RECORDS: Begin
//! Agent movement directions and the action table that indexes them.

use std::fmt;

/// One of the nine cells of a 3x3 neighbourhood, centre included.
#[derive(Clone, Copy, Debug, PartialEq, Eq, Hash)]
pub enum Direction {
    /// `(-1, -1)`
    UpLeft,
    /// `(-1, 0)`
    Up,
    /// `(-1, 1)`
    UpRight,
    /// `(0, -1)`
    Left,
    /// `(0, 0)`: the agent stays put.
    Stay,
    /// `(0, 1)`
    Right,
    /// `(1, -1)`
    DownLeft,
    /// `(1, 0)`
    Down,
    /// `(1, 1)`
    DownRight,
}

impl Direction {
    /// All directions in row-major order of the 3x3 layout.
    pub const ALL: [Direction; 9] = [
        Direction::UpLeft,
        Direction::Up,
        Direction::UpRight,
        Direction::Left,
        Direction::Stay,
        Direction::Right,
        Direction::DownLeft,
        Direction::Down,
        Direction::DownRight,
    ];

    /// `(row, col)` displacement.
    pub fn offset(self) -> (i64, i64) {
        let i = self as i64;
        (i / 3 - 1, i % 3 - 1)
    }

    /// Configuration name of the action that moves this way.
    pub fn action_name(self) -> &'static str {
        match self {
            Direction::UpLeft => "up_left",
            Direction::Up => "up_center",
            Direction::UpRight => "up_right",
            Direction::Left => "middle_left",
            Direction::Stay => "middle_center",
            Direction::Right => "middle_right",
            Direction::DownLeft => "down_left",
            Direction::Down => "down_center",
            Direction::DownRight => "down_right",
        }
    }

    /// Configuration name of the wind entry blowing this way.
    pub fn wind_name(self) -> &'static str {
        match self {
            Direction::UpLeft => "up_left",
            Direction::Up => "up",
            Direction::UpRight => "up_right",
            Direction::Left => "left",
            Direction::Stay => "self",
            Direction::Right => "right",
            Direction::DownLeft => "down_left",
            Direction::Down => "down",
            Direction::DownRight => "down_right",
        }
    }

    /// Inverse of [`Direction::action_name`].
    pub fn from_action_name(name: &str) -> Option<Self> {
        Self::ALL.into_iter().find(|d| d.action_name() == name)
    }
}

impl fmt::Display for Direction {
    fn fmt(&self, f: &mut fmt::Formatter<'_>) -> fmt::Result {
        f.write_str(self.action_name())
    }
}

/// Why an [`ActionTable`] could not be built.
#[derive(Clone, Debug, PartialEq, Eq)]
pub enum ActionTableError {
    /// An index lies outside `0..9`.
    OutOfRange {
        /// The direction the index was given for.
        direction: Direction,
        /// The rejected index.
        index: u32,
    },
    /// Two assignments share an index.
    DuplicateIndex {
        /// The shared index.
        index: u32,
    },
    /// A direction was assigned more than once.
    DuplicateDirection {
        /// The repeated direction.
        direction: Direction,
    },
    /// A direction has no index.
    Missing {
        /// The unassigned direction.
        direction: Direction,
    },
}

impl fmt::Display for ActionTableError {
    fn fmt(&self, f: &mut fmt::Formatter<'_>) -> fmt::Result {
        match self {
            Self::OutOfRange { direction, index } => {
                write!(f, "action index {index} for '{direction}' is not in 0..9")
            }
            Self::DuplicateIndex { index } => write!(f, "action index {index} is used twice"),
            Self::DuplicateDirection { direction } => {
                write!(f, "action '{direction}' is assigned twice")
            }
            Self::Missing { direction } => write!(f, "action '{direction}' has no index"),
        }
    }
}

impl std::error::Error for ActionTableError {}

/// Maps action indices `0..9` to directions.
///
/// Every direction appears exactly once. The default table uses the
/// row-major order of [`Direction::ALL`].
#[derive(Clone, Debug, PartialEq, Eq)]
pub struct ActionTable {
    by_index: [Direction; 9],
}

impl ActionTable {
    /// Build from `(direction, index)` assignments.
    pub fn new(
        pairs: impl IntoIterator<Item = (Direction, u32)>,
    ) -> Result<Self, ActionTableError> {
        let mut slots: [Option<Direction>; 9] = [None; 9];
        let mut seen = [false; 9];
        for (direction, index) in pairs {
            let slot = slots
                .get_mut(index as usize)
                .ok_or(ActionTableError::OutOfRange { direction, index })?;
            if slot.is_some() {
                return Err(ActionTableError::DuplicateIndex { index });
            }
            if seen[direction as usize] {
                return Err(ActionTableError::DuplicateDirection { direction });
            }
            seen[direction as usize] = true;
            *slot = Some(direction);
        }

        if let Some(direction) = Direction::ALL.into_iter().find(|d| !seen[*d as usize]) {
            return Err(ActionTableError::Missing { direction });
        }
        let mut by_index = Direction::ALL;
        for (i, slot) in slots.into_iter().enumerate() {
            if let Some(d) = slot {
                by_index[i] = d;
            }
        }
        Ok(Self { by_index })
    }

    /// Number of actions (always 9).
    pub fn len(&self) -> usize {
        self.by_index.len()
    }

    /// Always `false`.
    pub fn is_empty(&self) -> bool {
        false
    }

    /// Direction for an action index.
    pub fn direction(&self, action: u32) -> Option<Direction> {
        self.by_index.get(action as usize).copied()
    }

    /// Action index that moves in `direction`.
    pub fn index_of(&self, direction: Direction) -> u32 {
        self.by_index
            .iter()
            .position(|&d| d == direction)
            .unwrap_or_default() as u32
    }
}

impl Default for ActionTable {
    fn default() -> Self {
        Self {
            by_index: Direction::ALL,
        }
    }
}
RECORDS: End
### TASK REQUIREMENTS:
Set down, exactly as they appear above, all lines from the one that has "the 3x3 layout." down to the one that has "moves this way.", including those two and no others.

### SOLUTION FOR THIS PROBLEM:
    /// All directions in row-major order of the 3x3 layout.
    pub const ALL: [Direction; 9] = [
        Direction::UpLeft,
        Direction::Up,
        Direction::UpRight,
        Direction::Left,
        Direction::Stay,
        Direction::Right,
        Direction::DownLeft,
        Direction::Down,
        Direction::DownRight,
    ];

    /// `(row, col)` displacement.
    pub fn offset(self) -> (i64, i64) {
        let i = self as i64;
        (i / 3 - 1, i % 3 - 1)
    }

    /// Configuration name of the action that moves this way.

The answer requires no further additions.